Mexico City metro station

Barranca del Muerto is the southern terminus of Line 7 of the Mexico City Metro. It is located in the Álvaro Obregón borough. In 2019, the station had an average ridership of 45,703 passengers per day, making it the busiest station in Line 7.

==Name and pictogram==
The metro station is named after Avenida Barranca del Muerto, which was once a big depression, and is the same length as the actual avenue (barranca means gully or ravine). During the Mexican Revolution (1910–1921) this was a place where revolutionary soldiers dropped many corpses. Eagles and buzzards flew nearby, smelling rotten flesh. Popular imagination refers to the dead people's souls and ghosts restlessly promenading near that big hole. Thus, Barranca del Muerto means "Canyon of the Dead".

The station's pictogram depicts two eagles, although some say buzzards.

==History==
Metro Barranca del Muerto was opened on 19 December 1985, together with the whole 5 km long extension stretch of Line 7 from Tacubaya.

This station was supposed to be a provisional terminal. According to original plans, Line 7 would be extended south and reach as far as San Jerónimo. Nevertheless, such plans never materialized, and Barranca del Muerto has been Line 7 southern terminus since.
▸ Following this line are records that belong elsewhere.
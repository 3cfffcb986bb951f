use nalgebra_sparse::pattern::SparsityPattern;
use std::collections::BTreeSet;

/// Incremental construction of a sparsity pattern from dense blocks of coupled indices.
#[derive(Debug, Clone)]
pub struct SparsityPatternBuilder {
    nrows: usize,
    ncols: usize,
    // A BTreeSet stores each entry exactly once and yields the entries in row-major order,
    // which is what the CSR offsets require
    entries: BTreeSet<(usize, usize)>,
}

impl SparsityPatternBuilder {
    pub fn new(nrows: usize, ncols: usize) -> Self {
        Self {
            nrows,
            ncols,
            entries: BTreeSet::new(),
        }
    }

    pub fn nrows(&self) -> usize {
        self.nrows
    }

    pub fn ncols(&self) -> usize {
        self.ncols
    }

    /// Couples every index in `rows` with every index in `cols`.
    ///
    /// # Panics
    ///
    /// Panics if an index is out of bounds.
    pub fn insert_block(&mut self, rows: &[usize], cols: &[usize]) {
        for &i in rows {
            assert!(i < self.nrows, "Row index {} out of bounds", i);
            for &j in cols {
                assert!(j < self.ncols, "Column index {} out of bounds", j);
                self.entries.insert((i, j));
            }
        }
    }

    pub fn build(self) -> SparsityPattern {
        let mut offsets = Vec::with_capacity(self.nrows + 1);
        let mut column_indices = Vec::with_capacity(self.entries.len());

        offsets.push(0);
        for (i, j) in self.entries {
            // A while loop handles consecutive empty rows
            while i + 1 > offsets.len() {
                offsets.push(column_indices.len());
            }
            column_indices.push(j);
        }

        // Fill out the remaining offsets if the last rows are empty
        while offsets.len() < (self.nrows + 1) {
            offsets.push(column_indices.len());
        }

        SparsityPattern::try_from_offsets_and_indices(self.nrows, self.ncols, offsets, column_indices)
            .expect("Internal error: offsets and indices are sorted and in bounds by construction")
    }
}
use crate::assembly::global::{assemble_matrix_into, assemble_matrix_unrolled_into, insert_diagonal_into};
use crate::assembly::local::{BilinearForm, BlockBilinearForm};
use crate::assembly::vector::dofmaps_of;
use crate::assembly::Assembler;
use crate::bc::DirichletBC;
use crate::restriction::DofMapRestriction;
use crate::space::{DofMap, FunctionSpace};
use crate::view::{BlockSubMatrices, NestSubMatrices, SubMatrixView};
use crate::Real;
use fenris_la::{IndexSetFactory, Matrix, NestMatrix};
use log::debug;
use std::sync::Arc;

impl<F: IndexSetFactory> Assembler<F> {
    fn nest_views<'a, T: Real>(
        &'a self,
        a: &'a mut NestMatrix<T>,
        dofmaps: [&[&'a Arc<DofMap>]; 2],
        restrictions: Option<[&[&'a DofMapRestriction]; 2]>,
    ) -> eyre::Result<NestSubMatrices<'a, T>> {
        match restrictions {
            None => Ok(NestSubMatrices::new(a, &self.factory)),
            Some(restrictions) => NestSubMatrices::restricted(a, dofmaps, restrictions, &self.factory),
        }
    }

    /// Assembles a bilinear form into a new matrix.
    ///
    /// See [`assemble_matrix_into`](Self::assemble_matrix_into).
    pub fn assemble_matrix_new<T: Real>(
        &self,
        form: &dyn BilinearForm<T>,
        bcs: &[&DirichletBC<T>],
        diagonal: T,
        restriction: Option<[&DofMapRestriction; 2]>,
    ) -> eyre::Result<Matrix<T>> {
        let mut a = self.create_matrix(form, restriction)?;
        self.assemble_matrix_into(&mut a, form, bcs, diagonal, restriction)?;
        Ok(a)
    }

    /// Adds the contributions of a bilinear form to a matrix.
    ///
    /// Rows and columns of constrained dofs are left out of the element contributions. If the test and the
    /// trial space are the same space, `diagonal` is then inserted on the diagonal entry of every owned
    /// constrained dof. The matrix is flushed before the diagonal is inserted.
    pub fn assemble_matrix_into<T: Real>(
        &self,
        a: &mut Matrix<T>,
        form: &dyn BilinearForm<T>,
        bcs: &[&DirichletBC<T>],
        diagonal: T,
        restriction: Option<[&DofMapRestriction; 2]>,
    ) -> eyre::Result<()> {
        let dofmaps = [form.test_space().dofmap(), form.trial_space().dofmap()];
        let same_space = FunctionSpace::same(form.test_space(), form.trial_space());
        match restriction {
            None => {
                assemble_matrix_into(a, form, bcs)?;
                if same_space {
                    a.flush();
                    insert_diagonal_into(a, form.test_space(), bcs, diagonal)?;
                }
            }
            Some(restriction) => {
                {
                    let mut view = SubMatrixView::new(a, dofmaps, Some(restriction), &self.factory)?;
                    assemble_matrix_into(&mut view, form, bcs)?;
                }
                if same_space {
                    a.flush();
                    let mut view = SubMatrixView::new(a, dofmaps, Some(restriction), &self.factory)?;
                    insert_diagonal_into(&mut view, form.test_space(), bcs, diagonal)?;
                }
            }
        }
        Ok(())
    }

    /// Assembles a block bilinear form into a new block matrix.
    pub fn assemble_matrix_block_new<T: Real>(
        &self,
        form: &BlockBilinearForm<T>,
        bcs: &[&DirichletBC<T>],
        diagonal: T,
        restrictions: Option<[&[&DofMapRestriction]; 2]>,
    ) -> eyre::Result<Matrix<T>> {
        let mut a = self.create_matrix_block(form, restrictions)?;
        self.assemble_matrix_block_into(&mut a, form, bcs, diagonal, restrictions)?;
        Ok(a)
    }

    /// Adds the contributions of a block bilinear form to a block matrix.
    ///
    /// Absent blocks contribute nothing. Diagonal entries for constrained dofs are inserted into the
    /// present blocks whose row and column space are the same space, after all blocks have been
    /// assembled and the matrix has been flushed.
    pub fn assemble_matrix_block_into<T: Real>(
        &self,
        a: &mut Matrix<T>,
        form: &BlockBilinearForm<T>,
        bcs: &[&DirichletBC<T>],
        diagonal: T,
        restrictions: Option<[&[&DofMapRestriction]; 2]>,
    ) -> eyre::Result<()> {
        let dofmaps = [dofmaps_of(form.row_spaces()), dofmaps_of(form.col_spaces())];
        let dofmaps = [&dofmaps[0][..], &dofmaps[1][..]];
        {
            let mut blocks = BlockSubMatrices::new(a, dofmaps, restrictions, &self.factory)?;
            blocks.try_for_each(|i, j, a_ij| match form.get(i, j) {
                Some(form_ij) => assemble_matrix_unrolled_into(a_ij, form_ij, bcs),
                None => Ok(()),
            })?;
        }

        a.flush();

        let mut blocks = BlockSubMatrices::new(a, dofmaps, restrictions, &self.factory)?;
        blocks.try_for_each(|i, j, a_ij| {
            let row_space = &form.row_spaces()[i];
            if form.get(i, j).is_some() && FunctionSpace::same(row_space, &form.col_spaces()[j]) {
                insert_diagonal_into(a_ij, row_space, bcs, diagonal)?;
            }
            Ok(())
        })?;
        debug!("Assembled {:?} block matrix", form.shape());
        Ok(())
    }

    /// Assembles a block bilinear form into a new nest matrix.
    pub fn assemble_matrix_nest_new<T: Real>(
        &self,
        form: &BlockBilinearForm<T>,
        bcs: &[&DirichletBC<T>],
        diagonal: T,
        restrictions: Option<[&[&DofMapRestriction]; 2]>,
    ) -> eyre::Result<NestMatrix<T>> {
        let mut a = self.create_matrix_nest(form, restrictions)?;
        self.assemble_matrix_nest_into(&mut a, form, bcs, diagonal, restrictions)?;
        Ok(a)
    }

    /// Adds the contributions of a block bilinear form to the sub-matrices of a nest matrix.
    ///
    /// Same semantics as [`assemble_matrix_block_into`](Self::assemble_matrix_block_into). Cells without
    /// a sub-matrix are skipped.
    pub fn assemble_matrix_nest_into<T: Real>(
        &self,
        a: &mut NestMatrix<T>,
        form: &BlockBilinearForm<T>,
        bcs: &[&DirichletBC<T>],
        diagonal: T,
        restrictions: Option<[&[&DofMapRestriction]; 2]>,
    ) -> eyre::Result<()> {
        let dofmaps = [dofmaps_of(form.row_spaces()), dofmaps_of(form.col_spaces())];
        let dofmaps = [&dofmaps[0][..], &dofmaps[1][..]];
        self.nest_views(a, dofmaps, restrictions)?.try_for_each(|i, j, a_ij| match (a_ij, form.get(i, j)) {
            (Some(a_ij), Some(form_ij)) => assemble_matrix_into(a_ij, form_ij, bcs),
            _ => Ok(()),
        })?;

        a.flush();

        self.nest_views(a, dofmaps, restrictions)?.try_for_each(|i, j, a_ij| {
            let row_space = &form.row_spaces()[i];
            if let (Some(a_ij), Some(_)) = (a_ij, form.get(i, j)) {
                if FunctionSpace::same(row_space, &form.col_spaces()[j]) {
                    insert_diagonal_into(a_ij, row_space, bcs, diagonal)?;
                }
            }
            Ok(())
        })?;
        debug!("Assembled {:?} nest matrix", form.shape());
        Ok(())
    }
}
//! Assembly of forms into plain, block and nest containers.
//!
//! [`Assembler`] is the entry point. Each of its operations accepts optional restrictions. Without a
//! restriction, containers are laid out like the forms' dofmaps. With a restriction, containers are
//! laid out like the restricted dofmaps, and the kernels in [`global`] write through views that drop
//! contributions to inactive dofs.
//!
//! Block containers stack all blocks into a single local numbering with all owned entries first and
//! all ghost entries trailing. Nest containers keep one independent container per block.
use fenris_la::{IndexSetFactory, StandardIndexSetFactory};

pub mod global;
pub mod local;

mod create;
mod lifting;
mod matrix;
mod vector;

/// Assembles forms into containers.
///
/// Every index set the assembler needs is created through its [`IndexSetFactory`] and released before the
/// operation that created it returns, whether the operation succeeds or fails.
#[derive(Debug, Clone, Default)]
pub struct Assembler<F = StandardIndexSetFactory> {
    factory: F,
}

impl Assembler {
    pub fn new() -> Self {
        Self::default()
    }
}

impl<F: IndexSetFactory> Assembler<F> {
    pub fn with_index_set_factory(factory: F) -> Self {
        Self { factory }
    }

    pub fn index_set_factory(&self) -> &F {
        &self.factory
    }
}
//! Dofmaps and function spaces.
use crate::error::AssemblyError;
use eyre::eyre;
use fenris_la::IndexMap;
use fenris_nested_vec::NestedVec;
use serde::{Deserialize, Serialize};
use std::sync::Arc;

/// Map from cells to the (block) degrees of freedom of a discrete function space.
///
/// Degrees of freedom are local indices of the index map. Each dof carries `index_map_bs` scalar
/// components, so the unrolled local index of component `c` of dof `d` is `d * bs + c`.
#[derive(Debug, Clone, PartialEq, Eq, Serialize, Deserialize)]
pub struct DofMap {
    index_map: IndexMap,
    index_map_bs: usize,
    cell_dofs: NestedVec<usize>,
}

impl DofMap {
    pub fn new(index_map: IndexMap, index_map_bs: usize, cell_dofs: NestedVec<usize>) -> eyre::Result<Self> {
        let len = index_map.size_with_ghosts();
        for cell in 0..cell_dofs.len() {
            let dofs = cell_dofs
                .get(cell)
                .ok_or_else(|| eyre!("Internal error: cell {} missing from cell dofs", cell))?;
            if let Some(&dof) = dofs.iter().find(|&&dof| dof >= len) {
                return Err(eyre!(AssemblyError::DofOutOfBounds { dof, len }));
            }
        }
        Ok(Self {
            index_map,
            index_map_bs,
            cell_dofs,
        })
    }

    pub fn index_map(&self) -> &IndexMap {
        &self.index_map
    }

    pub fn index_map_bs(&self) -> usize {
        self.index_map_bs
    }

    pub fn num_cells(&self) -> usize {
        self.cell_dofs.len()
    }

    /// The dofs of the given cell.
    ///
    /// # Panics
    ///
    /// Panics if the cell index is out of bounds.
    pub fn cell_dofs(&self, cell: usize) -> &[usize] {
        self.cell_dofs
            .get(cell)
            .expect("Cell index out of bounds")
    }

    pub fn cell_dofs_list(&self) -> &NestedVec<usize> {
        &self.cell_dofs
    }

    /// Number of owned and ghost dofs, unrolled by the block size.
    pub fn unrolled_local_len(&self) -> usize {
        self.index_map.size_with_ghosts() * self.index_map_bs
    }

    /// Number of owned dofs, unrolled by the block size.
    pub fn unrolled_owned_len(&self) -> usize {
        self.index_map.size_local() * self.index_map_bs
    }
}

/// A discrete function space, identified by the address of its handle.
///
/// Two handles refer to the same space exactly when they point to the same allocation, see
/// [`FunctionSpace::same`]. Two spaces with equal dofmaps are still different spaces.
#[derive(Debug)]
pub struct FunctionSpace {
    dofmap: Arc<DofMap>,
}

impl FunctionSpace {
    pub fn new(dofmap: Arc<DofMap>) -> Arc<Self> {
        Arc::new(Self { dofmap })
    }

    pub fn dofmap(&self) -> &Arc<DofMap> {
        &self.dofmap
    }

    /// Whether the two handles refer to the same function space.
    pub fn same(a: &Arc<FunctionSpace>, b: &Arc<FunctionSpace>) -> bool {
        Arc::ptr_eq(a, b)
    }
}

/// Whether the two handles refer to the same dofmap.
pub fn same_dofmap(a: &Arc<DofMap>, b: &Arc<DofMap>) -> bool {
    Arc::ptr_eq(a, b)
}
Recently, in 2017, mayors from the Álvaro Obregón and Magdalena Contreras municipalities, have asked Mexico City's government to pick up the project again and continue with the southern expansion of the line to San Jerónimo, that would benefit around 500,000 inhabitants of both municipalities.

==General information==
Metro Barranca del Muerto is located at the intersection of Avenida Revolución and Avenida Barranca del Muerto, on the border of the Álvaro Obregón and Benito Juárez municipalities.

The station has two separate platforms, one used for arriving trains and another one for departing trains. The exit is at the middle of the platforms. There are two exits located at the intersection of Avenida Revolución (which leads further to San Ángel), Macedonio Alcala, and Calle Alfonso Caso.

South of Barranca del Muerto, there is a Saturday market at the famous San Jacinto square (Bazar de los sábados de San Jacinto) where artists sell paintings, plants and other handcrafts.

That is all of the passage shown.